The festival is 1-minute walk from Daimon Station on the Toei Asakusa Line to Daimon Station or a 5-minute walk from Hamamatsucho Station on the JR Yamanote Line.

2019 – September 11~21

Asakusa Toro Nagashi Festival

Photo by Matt May on Flickr.

The Asakusa Toro Nagashi Festival in mid-August sees participants releasing of hundreds of paper lanterns from Shinsui Terrace near Azaumabashi Bridge in Sumida Park. Gliding gently along the Sumida River, the lanterns were originally released to mourn the deceased but has now become a ceremony for the realization of hopes and dreams. Much more laid back than most summer festivals, the Toro Nagashi Festival has a touch of the dignified to it, particularly if you send off your own lantern.

The festival is 3-minute walk from Asakusa Station on the Ginza Subway Line or Tobu Skytree Line.

2019 – August 10

Koto Fireworks Festival

Fireworks against the evening sky are always beautiful. Photo by Manish Prabhune on Flickr.

Launched from barges close to the shore, the 4,000 fireworks of the Koto Fireworks Festival attracts over 320,000 spectators to the banks of the Arakawa River. Held at the beginning of August, the closer than usual proximity of the launch sites creates an amazingly tactile experience – you can easily feel the explosive reverberations of the fireworks as they are released into the night sky.

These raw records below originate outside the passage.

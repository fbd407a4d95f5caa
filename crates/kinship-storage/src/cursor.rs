//! `SCAN` cursor bookkeeping.
//!
//! A cursor handed to a caller names the last key of the page it ended,
//! so the next page resumes with a range seek instead of re-walking the
//! keys already returned. Cursors are single-use; only the newest
//! [`MAX_OPEN_CURSORS`] are kept.

use std::collections::BTreeMap;
use std::sync::Mutex;

use crate::error::{StorageError, StorageResult};

/// Open cursors kept before the oldest is dropped.
pub(crate) const MAX_OPEN_CURSORS: usize = 1024;

#[derive(Debug, Default)]
struct Open {
    last_id: u64,
    resume_after: BTreeMap<u64, String>,
}

/// Open scan cursors, keyed by the id handed to callers.
#[derive(Debug, Default)]
pub(crate) struct ScanCursors {
    open: Mutex<Open>,
}

impl ScanCursors {
    /// The key a cursor resumes after; `None` starts a new iteration.
    pub(crate) fn resume(&self, cursor: u64) -> StorageResult<Option<String>> {
        if cursor == 0 {
            return Ok(None);
        }
        let mut open = self
            .open
            .lock()
            .map_err(|e| StorageError::Internal(e.to_string()))?;
        open.resume_after
            .remove(&cursor)
            .map(Some)
            .ok_or(StorageError::InvalidCursor(cursor))
    }

    /// Hand out a cursor that resumes after `last_key`.
    pub(crate) fn park(&self, last_key: String) -> StorageResult<u64> {
        let mut open = self
            .open
            .lock()
            .map_err(|e| StorageError::Internal(e.to_string()))?;
        let id = open.last_id.checked_add(1).unwrap_or(1);
        open.last_id = id;
        open.resume_after.insert(id, last_key);
        if open.resume_after.len() > MAX_OPEN_CURSORS {
            open.resume_after.pop_first();
        }
        Ok(id)
    }
}
//! Config file loading.
//!
//! Implements the `Config::load()` algorithm:
//! 1. Parse `defaults.toml` → base
//! 2. Deep-merge the optional config file
//! 3. Apply `KINSHIP_*` environment overrides
//! 4. Deserialize merged tree → `Config`
//! 5. Validate

use std::collections::HashMap;
use std::path::Path;

use tracing::{debug, info};

use crate::env::{apply_env_overrides, collect_env_vars};
use crate::error::{ConfigError, ConfigResult};
use crate::types::Config;
use crate::validate;

/// Embedded default configuration.
const DEFAULTS_TOML: &str = include_str!("defaults.toml");

/// Maximum allowed config file size (1 MB).
const MAX_CONFIG_FILE_SIZE: u64 = 1_048_576;

/// Load configuration from defaults, an optional file, and the process
/// environment.
///
/// A `path` that does not exist is skipped.
///
/// # Errors
///
/// Returns a [`ConfigError`] if the file is malformed, an environment
/// override does not parse, or the merged configuration fails validation.
pub fn load(path: Option<&Path>) -> ConfigResult<Config> {
    load_with_env(path, &collect_env_vars())
}

/// Same as [`load`] with an explicit environment snapshot.
///
/// # Errors
///
/// See [`load`].
pub fn load_with_env(path: Option<&Path>, env_vars: &HashMap<String, String>) -> ConfigResult<Config> {
    let mut merged: toml::Value =
        toml::from_str(DEFAULTS_TOML).map_err(|e| ConfigError::ParseError {
            path: "<embedded defaults>".to_owned(),
            source: e,
        })?;

    if let Some(path) = path
        && let Some(overlay) = try_load_file(path)?
    {
        deep_merge(&mut merged, &overlay);
        info!(path = %path.display(), "loaded config file");
    }

    let env_count = apply_env_overrides(&mut merged, env_vars)?;
    if env_count > 0 {
        debug!(count = env_count, "applied environment variable overrides");
    }

    let config: Config =
        merged
            .try_into()
            .map_err(|e: toml::de::Error| ConfigError::ParseError {
                path: "<merged config>".to_owned(),
                source: e,
            })?;

    validate::validate(&config)?;
    Ok(config)
}

/// Load a config from a specific file path (no defaults layer, no
/// environment).
///
/// Missing sections fall back to their [`Default`] values.
///
/// # Errors
///
/// Returns a [`ConfigError`] if the file cannot be read, parsed, or fails
/// validation.
pub fn load_file(path: &Path) -> ConfigResult<Config> {
    let content = read_bounded(path)?;
    let config: Config = toml::from_str(&content).map_err(|e| ConfigError::ParseError {
        path: path.display().to_string(),
        source: e,
    })?;
    validate::validate(&config)?;
    Ok(config)
}

/// Recursively deep-merge `overlay` into `base`.
///
/// Tables merge per-field; scalars and arrays from the overlay replace the
/// base value.
fn deep_merge(base: &mut toml::Value, overlay: &toml::Value) {
    match (base, overlay) {
        (toml::Value::Table(base_table), toml::Value::Table(overlay_table)) => {
            for (key, overlay_val) in overlay_table {
                if let Some(base_val) = base_table.get_mut(key) {
                    deep_merge(base_val, overlay_val);
                } else {
                    base_table.insert(key.clone(), overlay_val.clone());
                }
            }
        },
        (base, overlay) => {
            *base = overlay.clone();
        },
    }
}

fn read_bounded(path: &Path) -> ConfigResult<String> {
    let content = std::fs::read_to_string(path).map_err(|e| ConfigError::ReadError {
        path: path.display().to_string(),
        source: e,
    })?;
    if content.len() as u64 > MAX_CONFIG_FILE_SIZE {
        return Err(ConfigError::ValidationError {
            field: path.display().to_string(),
            message: format!(
                "config file is {} bytes, exceeding the {} byte limit",
                content.len(),
                MAX_CONFIG_FILE_SIZE
            ),
        });
    }
    Ok(content)
}

/// Try to load a file, returning `None` if the file doesn't exist.
fn try_load_file(path: &Path) -> ConfigResult<Option<toml::Value>> {
    let content = match read_bounded(path) {
        Ok(c) => c,
        Err(ConfigError::ReadError { source, .. })
            if source.kind() == std::io::ErrorKind::NotFound =>
        {
            debug!(path = %path.display(), "config file not found, skipping");
            return Ok(None);
        },
        Err(e) => return Err(e),
    };
    let value: toml::Value = toml::from_str(&content).map_err(|e| ConfigError::ParseError {
        path: path.display().to_string(),
        source: e,
    })?;
    Ok(Some(value))
}

#[cfg(test)]
mod tests {
    use super::*;

    fn no_env() -> HashMap<String, String> {
        HashMap::new()
    }

    #[test]
    fn test_defaults_deserialize_to_config() {
        let config: Config = toml::from_str(DEFAULTS_TOML).unwrap();
        assert_eq!(config, Config::default());
    }

    #[test]
    fn test_load_without_file_uses_defaults() {
        let config = load_with_env(None, &no_env()).unwrap();
        assert_eq!(config.keys.delimiter, ":");
        assert_eq!(config.audit.sample_size, 50);
        assert_eq!(config.repair.rebuild_threshold, 10);
    }

    #[test]
    fn test_missing_file_is_skipped() {
        let config =
            load_with_env(Some(Path::new("/nonexistent/kinship.toml")), &no_env()).unwrap();
        assert_eq!(config, Config::default());
    }

    #[test]
    fn test_file_overlays_defaults() {
        let dir = tempfile::tempdir().unwrap();
        let path = dir.path().join("kinship.toml");
        std::fs::write(&path, "[repair]\nrebuild_threshold = 3\n").unwrap();

        let config = load_with_env(Some(&path), &no_env()).unwrap();
        assert_eq!(config.repair.rebuild_threshold, 3);
        assert_eq!(config.repair.batch_size, 100);
    }

    #[test]
    fn test_env_wins_over_file() {
        let dir = tempfile::tempdir().unwrap();
        let path = dir.path().join("kinship.toml");
        std::fs::write(&path, "[audit]\nbatch_size = 10\n").unwrap();

        let env: HashMap<String, String> =
            [("KINSHIP_AUDIT_BATCH_SIZE".to_owned(), "7".to_owned())].into();
        let config = load_with_env(Some(&path), &env).unwrap();
        assert_eq!(config.audit.batch_size, 7);
    }

    #[test]
    fn test_invalid_merged_value_rejected() {
        let env: HashMap<String, String> =
            [("KINSHIP_AUDIT_SAMPLE_SIZE".to_owned(), "0".to_owned())].into();
        assert!(matches!(
            load_with_env(None, &env),
            Err(ConfigError::ValidationError { .. })
        ));
    }

    #[test]
    fn test_load_file_nonexistent() {
        let result = load_file(Path::new("/nonexistent/kinship.toml"));
        assert!(matches!(result, Err(ConfigError::ReadError { .. })));
    }

    #[test]
    fn test_malformed_file_reports_path() {
        let dir = tempfile::tempdir().unwrap();
        let path = dir.path().join("broken.toml");
        std::fs::write(&path, "[audit\nbatch_size = ").unwrap();
        let err = load_with_env(Some(&path), &no_env()).unwrap_err();
        assert!(err.to_string().contains("broken.toml"));
    }

    #[test]
    fn test_oversized_config_rejected() {
        let dir = tempfile::tempdir().unwrap();
        let file_path = dir.path().join("huge.toml");
        let data = "x = \"".to_owned() + &"a".repeat(1_100_000) + "\"";
        std::fs::write(&file_path, data).unwrap();

        let result = try_load_file(&file_path);
        assert!(matches!(result, Err(ConfigError::ValidationError { .. })));
    }
}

The festival is a 15-minute walk from Minami-Sunamachi Station on the Tozai Subway Line.

2019 – August 1

Azabu-Juban Noryo Festival

Azabu Juban fills up over the two-day festival. Photo by Pocsywe on Wikimedia Commons.

With 300,000 people descending onto the shopping streets of Azabu Juban in late August, the Azabu-Juban Noryo Festival lives up to its billing as the main event of the local calendar. Famous for its global food culture, the two-day festival celebrates the cosmopolitan with hundreds of yatai street food stalls serving dishes from not only all over the world but also from the local community and regions from throughout Japan. Modern in focus, the festival’s evening dancers, performances and live music is a celebration of modern Japan.

The festival is outside of Azabu Juban Station on the Toei Oedo Line or the Namboku Subway Line.

2019 – August 24~25

Fukugawa Hachiman Festival

Water being thrown at the mikoshi. Photo by 東京特許許可局 on Wikimedia Commons.

Held in mid-August and one of Tokyo’s three largest festivals, the 5-day Fukagawa Hachiman Festival in Koto City is wildly famous for its water throwing chaos. With thousands of people throwing water at the mikoshi portable shrines, the energy reaches fever pitch every three years when the festival becomes the Hon Matsuri. Here, participants get the added bonus of targeting the Imperial shrine and its attendant 120 smaller mikoshi. For those hoping to stay dry, there are plenty of taiko drummers, traditional dances and street food stalls to keep you occupied.

The festival is close to Monzen-nakacho Station on the Oedo or Tozai Subway Lines.

2019 – August 11~15

Tokyo is blessed with scores of festivals running throughout the summer season. Totally free to enjoy, these five festivals are just the tip of the iceberg when it comes to traditional summer fun in the city. Music and dance, food and fireworks, tradition and modernity, Tokyo’s summer festivals have it all.